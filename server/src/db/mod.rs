//! Database Module
//!
//! SQLite connection pool and embedded migrations.

pub mod repository;

use std::str::FromStr;

use sqlx::sqlite::{SqliteConnectOptions, SqliteJournalMode, SqlitePoolOptions, SqliteSynchronous};
use sqlx::SqlitePool;

use crate::utils::AppError;

/// Database service owning the SQLite connection pool
#[derive(Clone)]
pub struct DbService {
    pub pool: SqlitePool,
}

impl DbService {
    /// Open (or create) the database with WAL mode and apply migrations
    pub async fn new(db_path: &str) -> Result<Self, AppError> {
        let options = SqliteConnectOptions::from_str(&format!("sqlite:{db_path}"))
            .map_err(|e| AppError::Database(format!("Invalid database path: {e}")))?
            .create_if_missing(true)
            .journal_mode(SqliteJournalMode::Wal)
            .synchronous(SqliteSynchronous::Normal)
            .pragma("foreign_keys", "ON");

        let pool = SqlitePoolOptions::new()
            .max_connections(5)
            .connect_with(options)
            .await
            .map_err(|e| AppError::Database(format!("Failed to open database: {e}")))?;

        // busy_timeout: wait up to 5s on write contention instead of failing
        sqlx::query("PRAGMA busy_timeout = 5000;")
            .execute(&pool)
            .await
            .map_err(|e| AppError::Database(format!("Failed to set busy_timeout: {e}")))?;

        tracing::info!("Database connection established (SQLite WAL, busy_timeout=5000ms)");

        sqlx::migrate!("./migrations")
            .set_ignore_missing(true)
            .run(&pool)
            .await
            .map_err(|e| AppError::Database(format!("Failed to apply migrations: {e}")))?;
        tracing::info!("Database migrations applied");

        Ok(Self { pool })
    }
}
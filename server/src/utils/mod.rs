//! Utility Module
//!
//! Error types, result aliases and logging setup.

pub mod error;
pub mod logger;
pub mod result;

pub use error::{AppError, AppResponse};
pub use result::AppResult;
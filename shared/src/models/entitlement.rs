//! Entitlement Model

use serde::{Deserialize, Serialize};

use super::delivery_slot::SlotType;

/// Booking and discount rights derived from a customer's current
/// membership status. Pure data; derivation lives in the server's
/// entitlement resolver.
#[derive(Debug, Clone, Serialize, Deserialize, PartialEq)]
pub struct Entitlement {
    /// 1 for non-members, 2 for active members
    pub max_slots: usize,
    pub visible_slot_types: Vec<SlotType>,
    /// 0-100, percentage off the full order subtotal
    pub discount_percent: f64,
    pub free_dessert_quota: i32,
}

impl Entitlement {
    pub fn can_see(&self, slot_type: SlotType) -> bool {
        self.visible_slot_types.contains(&slot_type)
    }
}
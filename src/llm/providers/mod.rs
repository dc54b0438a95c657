pub mod ollama;
pub mod remote;

use serde::{Deserialize, Serialize};

#[derive(Serialize, Deserialize, Debug, Clone)]
pub(crate) struct Message {
    pub role: String,
    pub content: String,
}

pub(crate) fn chat_messages(system: &str, user: &str) -> Vec<Message> {
    vec![
        Message {
            role: "system".to_string(),
            content: system.to_string(),
        },
        Message {
            role: "user".to_string(),
            content: user.to_string(),
        },
    ]
}
use duckdb::Connection;
use tracing::info;

use crate::ingest::IngestError;

#[derive(Debug, Clone, PartialEq)]
pub enum DataType {
    Integer,
    Double,
    String,
    Timestamp,
}

impl DataType {
    pub fn to_sql_type(&self) -> &'static str {
        match self {
            DataType::Integer => "INTEGER",
            DataType::Double => "DOUBLE",
            DataType::String => "VARCHAR",
            DataType::Timestamp => "TIMESTAMP",
        }
    }
}

#[derive(Debug, Clone, PartialEq)]
pub struct ColumnSchema {
    pub name: String,
    pub data_type: DataType,
    pub nullable: bool,
}

impl ColumnSchema {
    fn new(name: &str, data_type: DataType, nullable: bool) -> Self {
        Self {
            name: name.to_string(),
            data_type,
            nullable,
        }
    }

    pub fn to_sql_definition(&self) -> String {
        let nullable_str = if self.nullable { "" } else { " NOT NULL" };
        format!("\"{}\" {}{}", self.name, self.data_type.to_sql_type(), nullable_str)
    }
}

#[derive(Debug, Clone, PartialEq)]
pub struct TableSchema {
    pub name: String,
    pub columns: Vec<ColumnSchema>,
}

impl TableSchema {
    /// Layout of the load-test metrics table: one row per sampler label per run.
    pub fn performance_metrics(name: &str) -> Self {
        Self {
            name: name.to_string(),
            columns: vec![
                ColumnSchema::new("API", DataType::String, false),
                ColumnSchema::new("Samples", DataType::Integer, true),
                ColumnSchema::new("Average", DataType::Double, true),
                ColumnSchema::new("Median", DataType::Double, true),
                ColumnSchema::new("NinetyPercentile", DataType::Double, true),
                ColumnSchema::new("NinetyFivePercentile", DataType::Double, true),
                ColumnSchema::new("NinetyNinePercentile", DataType::Double, true),
                ColumnSchema::new("Minimum", DataType::Double, true),
                ColumnSchema::new("Maximum", DataType::Double, true),
                ColumnSchema::new("ErrorPercentage", DataType::Double, true),
                ColumnSchema::new("Throughput", DataType::Double, true),
                ColumnSchema::new("ReceivedKBPersecond", DataType::Double, true),
                ColumnSchema::new("StandardDeviation", DataType::Double, true),
                ColumnSchema::new("RunId", DataType::Integer, false),
                ColumnSchema::new("TestName", DataType::String, false),
                ColumnSchema::new("TestStartTime", DataType::Timestamp, true),
                ColumnSchema::new("TestEndTime", DataType::Timestamp, true),
            ],
        }
    }

    pub fn to_create_table_sql(&self) -> String {
        let columns_sql: Vec<String> = self
            .columns
            .iter()
            .map(|col| col.to_sql_definition())
            .collect();

        format!(
            "CREATE TABLE IF NOT EXISTS \"{}\" (\n    {}\n);",
            self.name,
            columns_sql.join(",\n    ")
        )
    }

    /// Parameterised insert; timestamp columns take their text form.
    pub fn to_insert_sql(&self) -> String {
        let names: Vec<String> = self.columns.iter().map(|c| format!("\"{}\"", c.name)).collect();
        let placeholders: Vec<&str> = self
            .columns
            .iter()
            .map(|c| match c.data_type {
                DataType::Timestamp => "CAST(? AS TIMESTAMP)",
                _ => "?",
            })
            .collect();

        format!(
            "INSERT INTO \"{}\" ({}) VALUES ({})",
            self.name,
            names.join(", "),
            placeholders.join(", ")
        )
    }
}

/// Creates the metrics table when it does not exist yet.
pub fn ensure_metrics_table(conn: &Connection, table: &str) -> Result<TableSchema, IngestError> {
    let schema = TableSchema::performance_metrics(table);
    conn.execute_batch(&schema.to_create_table_sql())
        .map_err(|e| IngestError::DatabaseError(format!("Failed to create {}: {}", table, e)))?;
    info!("Ensured metrics table {} exists", table);
    Ok(schema)
}
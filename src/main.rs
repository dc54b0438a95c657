use clap::Parser;
use std::path::Path;
use std::sync::Arc;
use tracing::{error, info};

mod config;
mod db;
mod ingest;
mod llm;
mod pipeline;
mod report;
mod util;
mod web;

use crate::config::{AppConfig, CliArgs};
use crate::db::db_pool::build_pool;
use crate::ingest::schema::ensure_metrics_table;
use crate::llm::CompletionClient;
use crate::util::logging::init_tracing;
use crate::web::state::AppState;
use crate::web::templates::init_templates;

#[tokio::main]
async fn main() -> Result<(), Box<dyn std::error::Error>> {
    init_tracing();

    let args = CliArgs::parse();

    let config = AppConfig::new(&args).inspect_err(|e| error!("Invalid configuration: {}", e))?;

    let data_dir = Path::new(&config.data_dir);
    if !data_dir.exists() {
        info!("Creating data directory {}", data_dir.display());
        std::fs::create_dir_all(data_dir)?;
    }

    let pool = build_pool(&config.database)?;
    {
        let conn = pool.get()?;
        ensure_metrics_table(&conn, &config.database.metrics_table)?;
    }

    info!("Initializing completion client with backend: {}", config.llm.backend);
    let completion = CompletionClient::from_config(&config.llm)?;

    let template_env = init_templates()?;
    let web_config = config.web.clone();
    let app_state = Arc::new(AppState::new(config, pool, completion, template_env));

    info!("Starting perf-insights on {}:{}", web_config.host, web_config.port);
    web::run_server(web_config, app_state)
        .await
        .inspect_err(|e| error!("Server error: {}", e))?;
    info!("Server stopped");

    Ok(())
}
++++
▸ WORK INSTRUCTION
Write out a verbatim copy of the data, beginning with its first line and ending with the line that contains "and apply migrations".

▸ RESULT OF THIS EXERCISE
filename server/src/db/mod.rs
//! Database Module
//!
//! SQLite connection pool and embedded migrations.

pub mod repository;

use std::str::FromStr;

use sqlx::sqlite::{SqliteConnectOptions, SqliteJournalMode, SqlitePoolOptions, SqliteSynchronous};
use sqlx::SqlitePool;

use crate::utils::AppError;

/// Database service owning the SQLite connection pool
#[derive(Clone)]
pub struct DbService {
    pub pool: SqlitePool,
}

impl DbService {
    /// Open (or create) the database with WAL mode and apply migrations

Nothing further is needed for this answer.